He travelled around, visiting art museums and plays and listened to commentary nobody else could hear. He walked along docks and watched waves and boats and enjoyed the silent company. He went to local farmer’s markets and bought fresh food and painfully learned to cook it, all to specific directions. 

They built memories together, memories that were nobody else’s but their own. People thought he was lonely and others tried to share their lives with him, but he turned them all away with a contented smile. He had his company, even if no one else knew it, and he was happy for it.

And many years later, when as an old man he died in his sleep, he stood up from his body. For the first time in forty years, he could see his friend and partner. Not as a presence that he could only feel, not as a voice inside his head, but somebody standing there beside him, waiting for him. 

Napoleon was as young as the day he’d first met the other. Illya could feel himself to be the same, all the aches and pains gone again.

He held his hand out, and Napoleon reached to take it. They touched. Illya closed his eyes for the joy of it, but then opened them again so he could keep seeing Napoleon.

 _Cowboy._ Illya stepped forward to hug his friend and hold him. Dearer than his own heart, and finally there in his arms at last.
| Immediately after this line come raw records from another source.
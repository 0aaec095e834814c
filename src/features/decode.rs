//! Audio decoding: compressed upload bytes to mono PCM at the analysis rate.

use std::io::Cursor;

use symphonia::core::audio::SampleBuffer;
use symphonia::core::codecs::DecoderOptions;
use symphonia::core::errors::Error as SymphoniaError;
use symphonia::core::formats::FormatOptions;
use symphonia::core::io::MediaSourceStream;
use symphonia::core::meta::MetadataOptions;
use symphonia::core::probe::Hint;

use super::FeatureError;

/// Decode any container/codec symphonia supports to mono f32 PCM at
/// `target_rate`. Multi-channel input is downmixed by averaging; a differing
/// source rate is resampled with a windowed-sinc converter.
pub fn decode_to_mono(data: Vec<u8>, target_rate: u32) -> Result<Vec<f32>, FeatureError> {
    let mss = MediaSourceStream::new(Box::new(Cursor::new(data)), Default::default());

    let probed = symphonia::default::get_probe()
        .format(
            &Hint::new(),
            mss,
            &FormatOptions::default(),
            &MetadataOptions::default(),
        )
        .map_err(|e| FeatureError::Decode(format!("probe: {e}")))?;

    let mut format = probed.format;

    let track = format
        .default_track()
        .ok_or_else(|| FeatureError::Decode("no audio track found".to_string()))?;
    let track_id = track.id;
    let codec_params = track.codec_params.clone();
    let source_rate = codec_params
        .sample_rate
        .ok_or_else(|| FeatureError::Decode("unknown sample rate".to_string()))?;
    let channels = codec_params.channels.map(|c| c.count()).unwrap_or(1);

    let mut decoder = symphonia::default::get_codecs()
        .make(&codec_params, &DecoderOptions::default())
        .map_err(|e| FeatureError::Decode(format!("codec: {e}")))?;

    let mut samples: Vec<f32> = Vec::new();

    loop {
        let packet = match format.next_packet() {
            Ok(p) => p,
            Err(SymphoniaError::IoError(ref e))
                if e.kind() == std::io::ErrorKind::UnexpectedEof =>
            {
                break;
            }
            Err(e) => return Err(FeatureError::Decode(format!("packet: {e}"))),
        };

        if packet.track_id() != track_id {
            continue;
        }

        let decoded = match decoder.decode(&packet) {
            Ok(d) => d,
            Err(SymphoniaError::DecodeError(e)) => {
                tracing::warn!(error = %e, "Skipping corrupt audio frame");
                continue;
            }
            Err(e) => return Err(FeatureError::Decode(format!("decode: {e}"))),
        };

        let n_frames = decoded.frames();
        if n_frames == 0 {
            continue;
        }

        let mut buf = SampleBuffer::<f32>::new(n_frames as u64, *decoded.spec());
        buf.copy_interleaved_ref(decoded);

        if channels > 1 {
            samples.extend(
                buf.samples()
                    .chunks(channels)
                    .map(|frame| frame.iter().sum::<f32>() / channels as f32),
            );
        } else {
            samples.extend_from_slice(buf.samples());
        }
    }

    if samples.is_empty() {
        return Err(FeatureError::Decode("no audio samples decoded".to_string()));
    }

    if source_rate != target_rate {
        samples = resample(&samples, source_rate, target_rate)?;
    }

    Ok(samples)
}

fn resample(samples: &[f32], from_rate: u32, to_rate: u32) -> Result<Vec<f32>, FeatureError> {
    use rubato::{
        Resampler, SincFixedIn, SincInterpolationParameters, SincInterpolationType, WindowFunction,
    };

    const CHUNK_SIZE: usize = 1024;

    let params = SincInterpolationParameters {
        sinc_len: 256,
        f_cutoff: 0.95,
        interpolation: SincInterpolationType::Linear,
        oversampling_factor: 256,
        window: WindowFunction::BlackmanHarris2,
    };

    let ratio = to_rate as f64 / from_rate as f64;
    let mut resampler = SincFixedIn::<f32>::new(ratio, 2.0, params, CHUNK_SIZE, 1)
        .map_err(|e| FeatureError::Resample(format!("init: {e}")))?;

    let expected_len = (samples.len() as f64 * ratio) as usize;
    let mut output = Vec::with_capacity(expected_len + CHUNK_SIZE);

    for chunk in samples.chunks(CHUNK_SIZE) {
        // The converter needs full chunks; pad the tail with silence
        let input = if chunk.len() < CHUNK_SIZE {
            let mut padded = chunk.to_vec();
            padded.resize(CHUNK_SIZE, 0.0);
            padded
        } else {
            chunk.to_vec()
        };

        let result = resampler
            .process(&[input], None)
            .map_err(|e| FeatureError::Resample(e.to_string()))?;

        if let Some(channel) = result.first() {
            output.extend_from_slice(channel);
        }
    }

    output.truncate(expected_len);
    Ok(output)
}

#[cfg(test)]
mod tests {
    use super::*;

    fn wav_bytes(channels: u16, sample_rate: u32, frames: usize) -> Vec<u8> {
        let spec = hound::WavSpec {
            channels,
            sample_rate,
            bits_per_sample: 16,
            sample_format: hound::SampleFormat::Int,
        };
        let mut cursor = Cursor::new(Vec::new());
        {
            let mut writer = hound::WavWriter::new(&mut cursor, spec).unwrap();
            for i in 0..frames {
                let t = i as f32 / sample_rate as f32;
                let sample = (2.0 * std::f32::consts::PI * 220.0 * t).sin() * 0.4;
                for _ in 0..channels {
                    writer
                        .write_sample((sample * i16::MAX as f32) as i16)
                        .unwrap();
                }
            }
            writer.finalize().unwrap();
        }
        cursor.into_inner()
    }

    #[test]
    fn mono_wav_decodes_sample_for_sample() {
        let bytes = wav_bytes(1, 22050, 22050);
        let samples = decode_to_mono(bytes, 22050).unwrap();
        assert_eq!(samples.len(), 22050);
        assert!(samples.iter().all(|s| s.abs() <= 1.0));
    }

    #[test]
    fn stereo_wav_downmixes_to_mono() {
        let bytes = wav_bytes(2, 22050, 4410);
        let samples = decode_to_mono(bytes, 22050).unwrap();
        assert_eq!(samples.len(), 4410);
    }

    #[test]
    fn mismatched_rate_is_resampled() {
        let bytes = wav_bytes(1, 44100, 44100);
        let samples = decode_to_mono(bytes, 22050).unwrap();
        // One second in, roughly one second out at half the rate
        let expected = 22050;
        assert!(
            samples.len().abs_diff(expected) < 256,
            "got {} samples, expected about {expected}",
            samples.len()
        );
    }

    #[test]
    fn garbage_bytes_fail_to_probe() {
        let err = decode_to_mono(vec![0xAB; 64], 22050).unwrap_err();
        assert!(matches!(err, FeatureError::Decode(_)));
    }

    #[test]
    fn empty_input_fails_to_probe() {
        assert!(decode_to_mono(Vec::new(), 22050).is_err());
    }
}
 _Tovarishch._ Napoleon replied, a sparkle in his eye and relief and gladness in his mood. He gave Illya the formal kiss of friendship, then put both his hands on Illya’s face and gave him another that was more than friends.

Illya accepted it gladly, and returned the forty years of waiting.

Then they turned away from the body and the people sitting in mourning, and they walked hand in hand together to their next adventure. Just as it was always supposed to be.

* * *

END


End file.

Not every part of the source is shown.